In 2016, she again hung her art publicly at Green Wolf’s Village Barn and also Schang-Hai Gallery, both of Skippack, PA. JoAnn hopes that viewers of her art can recognize and absorb some of the peace and happiness she found in making it. She currently lives outside of Philadelphia with her husband and 2 incredible kids.
BREAKING IT DOWN
People ask how long I’ve been an artist. I can’t remember a time that I wasn’t an artist, so the answer must be all my life. I love the complexity of shadow and highlight layered together to compose a face, an object, or a scene. I break down the components like puzzle pieces, forgetting what I know I see and deconstructing it into fragmented color, sometimes with hard edges, sometimes blending into one another. Conversely, I also love the simplicity that flat color and simple lines can combine to demonstrate vast emotion. Various weights and tones can hold texture as well as inspiration and sensitivity.

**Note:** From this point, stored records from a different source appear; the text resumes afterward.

//! Incremental CSV lexer.
//!
//! [`Lexer`] consumes character chunks and produces located [`Token`]s
//! lazily. It accepts partial input: a token whose end cannot be determined
//! from the buffered characters alone is deferred until more input arrives
//! or the lexer is flushed. Lexing any chunk partition of a document yields
//! exactly the same token sequence as lexing it in one shot.

use crate::cancel::CancelToken;
use crate::config::LexerConfig;
use crate::error::{Error, ErrorContext};
use crate::token::{Location, Position, Token};

/// A chunk-in, token-out CSV lexer.
///
/// The lexer owns a single growable buffer with a read offset. Consumed
/// prefix storage is reclaimed once it grows past the configured threshold,
/// keeping steady-state memory near `cleanup_threshold` plus the size of the
/// token in progress. The unprocessed length is capped by `max_buffer_size`,
/// checked on every append.
///
/// # Example
///
/// ```
/// use csvflow_core::{Lexer, LexerConfig, Token};
///
/// let mut lexer = Lexer::new(LexerConfig::default())?;
///
/// // Streaming mode: a token that may extend into the next chunk is
/// // deferred rather than emitted early.
/// let first: Vec<Token> = lexer.feed("a,b")?.collect::<Result<_, _>>()?;
/// assert_eq!(first.len(), 2);
///
/// let rest: Vec<Token> = lexer.finish_with("c\n")?.collect::<Result<_, _>>()?;
/// assert_eq!(rest.len(), 1); // the deferred run becomes `bc`; the trailing newline is trimmed
/// assert_eq!(rest[0].value(), "bc");
/// # Ok::<(), csvflow_core::Error>(())
/// ```
#[derive(Debug)]
pub struct Lexer {
    delimiter: char,
    quotation: char,
    max_buffer_size: usize,
    cleanup_threshold: usize,
    source: Option<String>,
    cancel: Option<CancelToken>,

    buffer: String,
    /// Byte index of the first unread character in `buffer`.
    offset: usize,
    /// Characters consumed since the last reclamation; the char-count mirror
    /// of `offset`.
    consumed: usize,
    /// Characters remaining in `buffer[offset..]`.
    unread: usize,
    flushed: bool,
    cursor: Position,
    row_number: usize,
}

impl Lexer {
    /// Validates `config` and constructs the lexer. No state exists for a
    /// rejected configuration.
    pub fn new(config: LexerConfig) -> Result<Self, Error> {
        config.validate()?;
        let LexerConfig {
            delimiter,
            quotation,
            max_buffer_size,
            cleanup_threshold,
            source,
            cancel,
        } = config;
        Ok(Self {
            delimiter,
            quotation,
            max_buffer_size,
            cleanup_threshold,
            source,
            cancel,
            buffer: String::new(),
            offset: 0,
            consumed: 0,
            unread: 0,
            flushed: false,
            cursor: Position::START,
            row_number: 1,
        })
    }

    /// Append `chunk` and lex in streaming mode.
    ///
    /// The returned [`Tokens`] iterator borrows the lexer mutably, so it
    /// must be fully consumed (or dropped) before the next call.
    pub fn feed(&mut self, chunk: &str) -> Result<Tokens<'_>, Error> {
        self.lex(chunk, true)
    }

    /// Append a final `chunk`, then flush.
    pub fn finish_with(&mut self, chunk: &str) -> Result<Tokens<'_>, Error> {
        self.lex(chunk, false)
    }

    /// Flush without appending input.
    ///
    /// Flushing trims one trailing newline (a document ending with a newline
    /// does not produce a trailing empty record), turns deferral into
    /// emission for an unquoted run, and turns an open quoted field into a
    /// parse error. The lexer is terminal afterwards: only empty feeds are
    /// accepted.
    pub fn finish(&mut self) -> Result<Tokens<'_>, Error> {
        self.lex("", false)
    }

    /// Number of unprocessed characters currently buffered.
    pub fn buffered(&self) -> usize {
        self.unread
    }

    fn lex(&mut self, chunk: &str, stream: bool) -> Result<Tokens<'_>, Error> {
        if self.flushed && !chunk.is_empty() {
            return Err(Error::AlreadyFlushed { stage: "lexer" });
        }
        if !chunk.is_empty() {
            self.buffer.push_str(chunk);
            self.unread += chunk.chars().count();
            if self.unread > self.max_buffer_size {
                return Err(Error::BufferOverflow {
                    size: self.unread,
                    max: self.max_buffer_size,
                    context: self.context(),
                });
            }
        }
        if !stream && !self.flushed {
            self.flushed = true;
            self.trim_trailing_newline();
        }
        Ok(Tokens {
            lexer: self,
            done: false,
        })
    }

    fn context(&self) -> ErrorContext {
        ErrorContext {
            position: Some(self.cursor),
            row_number: Some(self.row_number),
            source: self.source.clone(),
        }
    }

    fn trim_trailing_newline(&mut self) {
        let rest = &self.buffer[self.offset..];
        let trim = if rest.ends_with("\r\n") {
            2
        } else if rest.ends_with('\n') {
            1
        } else {
            0
        };
        if trim > 0 {
            self.buffer.truncate(self.buffer.len() - trim);
            self.unread -= trim;
        }
    }

    /// Dispatch on the first unread character and produce one token, or
    /// `None` when the buffer is exhausted or the next token cannot be
    /// determined yet (deferral).
    fn next_token(&mut self) -> Result<Option<Token>, Error> {
        if let Some(cancel) = &self.cancel {
            cancel.check()?;
        }
        let rest = &self.buffer[self.offset..];
        if rest.is_empty() {
            return Ok(None);
        }
        if !self.flushed && (rest == "\n" || rest == "\r\n") {
            // A sole trailing newline is trimmed at flush; until then we
            // cannot tell whether this one terminates a record.
            return Ok(None);
        }
        if rest.starts_with("\r\n") {
            return Ok(Some(self.record_delimiter("\r\n")));
        }
        if rest.starts_with('\n') {
            return Ok(Some(self.record_delimiter("\n")));
        }
        if rest.starts_with(self.delimiter) {
            return Ok(Some(self.field_delimiter()));
        }
        if rest.starts_with(self.quotation) {
            return self.quoted_field();
        }
        self.unquoted_field()
    }

    fn record_delimiter(&mut self, value: &'static str) -> Token {
        let start = self.cursor;
        let mut end = start;
        for ch in value.chars() {
            end.advance(ch);
        }
        self.advance_to(end, value.len());
        let token = Token::RecordDelimiter {
            value: value.to_string(),
            location: Location {
                start,
                end,
                row_number: self.row_number,
            },
        };
        self.row_number += 1;
        self.maybe_reclaim();
        token
    }

    fn field_delimiter(&mut self) -> Token {
        let start = self.cursor;
        let mut end = start;
        end.advance(self.delimiter);
        self.advance_to(end, self.delimiter.len_utf8());
        let token = Token::FieldDelimiter {
            value: self.delimiter.to_string(),
            location: Location {
                start,
                end,
                row_number: self.row_number,
            },
        };
        self.maybe_reclaim();
        token
    }

    /// Maximal run not containing the delimiter, the quotation, CR, or LF.
    fn unquoted_field(&mut self) -> Result<Option<Token>, Error> {
        let rest = &self.buffer[self.offset..];
        let start = self.cursor;
        let mut end = start;
        let mut bytes = 0;
        let mut terminated = false;
        for ch in rest.chars() {
            if ch == self.delimiter || ch == self.quotation || ch == '\r' || ch == '\n' {
                terminated = true;
                break;
            }
            bytes += ch.len_utf8();
            end.advance(ch);
        }
        if bytes == 0 {
            // A bare carriage return matches no rule. In streaming mode a
            // following LF can still complete a CRLF, so wait.
            return Ok(None);
        }
        if !terminated && !self.flushed {
            // The run reaches the end of the buffer; more input may extend it.
            return Ok(None);
        }
        let value = rest[..bytes].to_string();
        self.advance_to(end, bytes);
        let token = Token::Field {
            value,
            location: Location {
                start,
                end,
                row_number: self.row_number,
            },
        };
        self.maybe_reclaim();
        Ok(Some(token))
    }

    /// Scan a quoted field with one character of lookahead.
    ///
    /// A doubled quotation is an escaped literal quote; a quotation followed
    /// by anything else (or by the end of the buffer in flush mode) closes
    /// the field. Newlines inside the quotes are part of the value.
    fn quoted_field(&mut self) -> Result<Option<Token>, Error> {
        let rest = &self.buffer[self.offset..];
        let start = self.cursor;
        let mut end = start;
        let mut value = String::new();
        let mut i = self.quotation.len_utf8();
        end.advance(self.quotation);
        loop {
            let Some(ch) = rest[i..].chars().next() else {
                if self.flushed {
                    return Err(Error::UnterminatedQuote {
                        context: self.context(),
                    });
                }
                return Ok(None);
            };
            if ch == self.quotation {
                let after = i + ch.len_utf8();
                match rest[after..].chars().next() {
                    Some(next) if next == self.quotation => {
                        value.push(self.quotation);
                        end.advance(ch);
                        end.advance(next);
                        i = after + next.len_utf8();
                    }
                    None if !self.flushed => {
                        // Cannot distinguish an escape from the closing
                        // quote until the next character arrives.
                        return Ok(None);
                    }
                    _ => {
                        end.advance(ch);
                        self.advance_to(end, after);
                        let token = Token::Field {
                            value,
                            location: Location {
                                start,
                                end,
                                row_number: self.row_number,
                            },
                        };
                        self.maybe_reclaim();
                        return Ok(Some(token));
                    }
                }
            } else {
                value.push(ch);
                end.advance(ch);
                i += ch.len_utf8();
            }
        }
    }

    fn advance_to(&mut self, cursor: Position, bytes: usize) {
        let chars = cursor.offset - self.cursor.offset;
        self.offset += bytes;
        self.consumed += chars;
        self.unread -= chars;
        self.cursor = cursor;
    }

    /// Reclaim consumed prefix storage once it grows past the threshold, so
    /// token emission stays O(1) amortized on arbitrarily long input.
    fn maybe_reclaim(&mut self) {
        if self.cleanup_threshold > 0 && self.consumed > self.cleanup_threshold {
            self.buffer.drain(..self.offset);
            self.offset = 0;
            self.consumed = 0;
        }
    }
}

/// Lazy token sequence over the lexer's current buffer state.
///
/// Produced by [`Lexer::feed`], [`Lexer::finish_with`], and
/// [`Lexer::finish`]. The mutable borrow enforces the protocol that every
/// produced token is consumed before the next call on the same lexer. The
/// iterator is fused: after deferral, exhaustion, or an error it keeps
/// returning `None`.
#[derive(Debug)]
pub struct Tokens<'a> {
    lexer: &'a mut Lexer,
    done: bool,
}

impl Iterator for Tokens<'_> {
    type Item = Result<Token, Error>;

    fn next(&mut self) -> Option<Self::Item> {
        if self.done {
            return None;
        }
        match self.lexer.next_token() {
            Ok(Some(token)) => Some(Ok(token)),
            Ok(None) => {
                self.done = true;
                None
            }
            Err(err) => {
                self.done = true;
                Some(Err(err))
            }
        }
    }
}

I think of objects in terms of their form; breaking elements down into fields of color, subtle gradients and contrasting shades. I seek to explore edges and the shadows they can create.
BUILDING IT UP
I build up tactile layers of paint gradually, while building up visual layers between foreground and background. I form my subject on the canvas using thin layers of paint, trying to be aware of the entire canvas at once, keeping in mind that one thing’s configuration affects another’s shape and shadows. The process has to be amorphic in that there is no one single path. As the piece grows with each level the image become more intelligible. In the final layers, I like to get messy, splashing paint and smearing with a palette knife. My goal is not to be photographic, but rather impressionistic.
For many years my focus was on portraits, still life and landscapes, keeping some kind of bond with reality I thought. I continue to explore nature in my work, but have also branched out into a new realm for me, what I like to call Abstract Humanity. My depictions of personal interaction live in environments not recognizable from our world, but from a place unique to varying perceptions or consciousness. In striving to provide a visual for emotions, often chasing circles and swirls across my canvas, I’ve noticed that I’m trying to once again find my true self, find the center.
My intention is to open a visual communication between myself and you, the viewer; I want to keep you engaged and your imagination active. Ultimately my wish is for you to become a collaborator in my work as your ideas about my art develop and grow.